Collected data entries
····················
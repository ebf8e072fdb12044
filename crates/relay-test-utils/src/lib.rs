//! # Relay Test Utilities
//!
//! Shared test utilities for the broadcast relay.
//!
//! ## Modules
//!
//! - `mock_media` - Scriptable in-memory media server with leak accounting
//! - `test_client` - Signaling client driven through a `RelayActorHandle`
//! - `fixtures` - SDP and candidate test data
//!
//! ## Usage
//!
//! ```rust,ignore
//! use relay_test_utils::*;
//!
//! #[tokio::test]
//! async fn test_example() {
//!     let media = MockMediaServer::builder().fail_at(FailAt::Connect).build();
//!     let relay = spawn_media_relay(&media);
//!
//!     let mut broadcaster = TestClient::connect(&relay).await;
//!     broadcaster.start("room1", BROADCASTER_OFFER).await;
//!     // ...
//!     assert_eq!(media.live_pipelines(), 0);
//! }
//! ```

pub mod fixtures;
pub mod mock_media;
pub mod test_client;

// Re-export commonly used items
pub use fixtures::*;
pub use mock_media::*;
pub use test_client::*;
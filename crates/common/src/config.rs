//! Common configuration types for the broadcast relay.

use serde::{Deserialize, Serialize};

/// Observability configuration
#[derive(Debug, Clone, PartialEq, Eq, Serialize, Deserialize)]
pub struct ObservabilityConfig {
    /// Default log filter used when `RUST_LOG` is not set
    pub log_level: String,
    /// Enable JSON-formatted logs
    pub json_logs: bool,
}

impl Default for ObservabilityConfig {
    fn default() -> Self {
        Self {
            log_level: "relay_service=debug,tower_http=debug".to_string(),
            json_logs: false,
        }
    }
}
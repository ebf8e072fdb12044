//! Delegated media collaborator.
//!
//! When the relay owns media resources, pipeline creation, offer processing,
//! candidate gathering and endpoint interconnection are performed by an
//! external media server. The relay only sees it through these traits; all
//! operations are asynchronous and fallible.
//!
//! # Ownership
//!
//! - One pipeline per broadcast, owned by the broadcast's session.
//! - One endpoint for the broadcaster and one per viewer, all created on that
//!   pipeline.
//! - Releasing the pipeline tears down every endpoint created on it.
//!
//! # Modules
//!
//! - [`negotiation`] - Broadcaster and viewer negotiation pipelines with
//!   rollback on stage failure

pub mod negotiation;

use crate::signaling::IceCandidate;

use async_trait::async_trait;
use std::sync::Arc;
use thiserror::Error;
use tokio::sync::mpsc;

/// Sink for candidates discovered by an endpoint.
pub type CandidateSink = mpsc::UnboundedSender<IceCandidate>;

/// Errors reported by the media collaborator.
#[derive(Debug, Error)]
pub enum MediaError {
    /// Media server could not be reached.
    #[error("Media server unavailable: {0}")]
    Unavailable(String),

    /// Pipeline creation failed.
    #[error("Media pipeline error: {0}")]
    Pipeline(String),

    /// Endpoint creation failed.
    #[error("Endpoint creation error: {0}")]
    Endpoint(String),

    /// Offer processing failed.
    #[error("Error processing offer: {0}")]
    ProcessOffer(String),

    /// Candidate gathering or adding failed.
    #[error("Candidate error: {0}")]
    Candidate(String),

    /// Endpoint interconnection failed.
    #[error("Error connecting endpoints: {0}")]
    Connect(String),

    /// Releasing a resource failed.
    #[error("Release error: {0}")]
    Release(String),

    /// A collaborator call did not complete in time.
    #[error("Media operation timed out: {0}")]
    Timeout(&'static str),
}

/// Entry point to the media server.
#[async_trait]
pub trait MediaServer: Send + Sync {
    /// Create a new media pipeline.
    async fn create_pipeline(&self) -> Result<Arc<dyn MediaPipeline>, MediaError>;
}

/// A media pipeline hosting the endpoints of one broadcast.
#[async_trait]
pub trait MediaPipeline: Send + Sync {
    /// Collaborator-assigned identifier, for logs.
    fn id(&self) -> &str;

    /// Create a new endpoint on this pipeline.
    async fn create_endpoint(&self) -> Result<Arc<dyn MediaEndpoint>, MediaError>;

    /// Release the pipeline and every endpoint created on it.
    async fn release(&self) -> Result<(), MediaError>;
}

/// A media endpoint negotiating one client's media path.
#[async_trait]
pub trait MediaEndpoint: Send + Sync {
    /// Collaborator-assigned identifier, for logs.
    fn id(&self) -> &str;

    /// Process the client's offer and return the answer.
    async fn process_offer(&self, sdp_offer: &str) -> Result<String, MediaError>;

    /// Start gathering candidates. Discovered candidates are pushed to
    /// `sink` for as long as the endpoint lives.
    async fn gather_candidates(&self, sink: CandidateSink) -> Result<(), MediaError>;

    /// Add a remote candidate received from the client.
    async fn add_candidate(&self, candidate: IceCandidate) -> Result<(), MediaError>;

    /// Connect this endpoint's outgoing media to `sink`.
    async fn connect(&self, sink: &dyn MediaEndpoint) -> Result<(), MediaError>;

    /// Release this endpoint.
    async fn release(&self) -> Result<(), MediaError>;
}

/// Media resources owned by one broadcast session.
#[derive(Clone)]
pub struct MediaResources {
    /// The broadcast's pipeline.
    pub pipeline: Arc<dyn MediaPipeline>,
    /// The broadcaster's endpoint.
    pub endpoint: Arc<dyn MediaEndpoint>,
}

impl std::fmt::Debug for MediaResources {
    fn fmt(&self, f: &mut std::fmt::Formatter<'_>) -> std::fmt::Result {
        f.debug_struct("MediaResources")
            .field("pipeline", &self.pipeline.id())
            .field("endpoint", &self.endpoint.id())
            .finish()
    }
}
//! Observability for the broadcast relay.
//!
//! Logging goes through `tracing` with `relay.*` targets. Instrumented
//! functions use `#[instrument(skip_all)]` and allow-list safe fields
//! explicitly: session descriptions and candidates are never logged.
//!
//! # Metrics
//!
//! | Metric | Type | Labels | Purpose |
//! |--------|------|--------|---------|
//! | `relay_broadcasts_active` | Gauge | none | Current sessions |
//! | `relay_viewers_active` | Gauge | none | Current confirmed viewers |
//! | `relay_connections_active` | Gauge | none | Current signaling connections |
//! | `relay_mailbox_depth` | Gauge | none | Relay actor backpressure |
//! | `relay_events_total` | Counter | `event` | Inbound signaling events |
//! | `relay_event_errors_total` | Counter | `kind` | Events answered with `error` |
//! | `relay_messages_dropped_total` | Counter | `actor_type` | Outbound backpressure drops |
//! | `relay_connections_evicted_total` | Counter | none | Slow clients disconnected |
//! | `relay_actor_panics_total` | Counter | `actor_type` | Actor task panics |
//! | `relay_negotiation_duration_seconds` | Histogram | `role`, `outcome` | Media negotiation time |

pub mod health;
pub mod metrics;

pub use health::{health_router, HealthState, Phase};
pub use metrics::init_metrics_recorder;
····················
▸ WHAT IS REQUIRED: Please go through the data and copy each line containing the word "MediaEndpoint".

▸ EXERCISE SOLUTION:
    async fn create_endpoint(&self) -> Result<Arc<dyn MediaEndpoint>, MediaError>;
pub trait MediaEndpoint: Send + Sync {
    async fn connect(&self, sink: &dyn MediaEndpoint) -> Result<(), MediaError>;
    pub endpoint: Arc<dyn MediaEndpoint>,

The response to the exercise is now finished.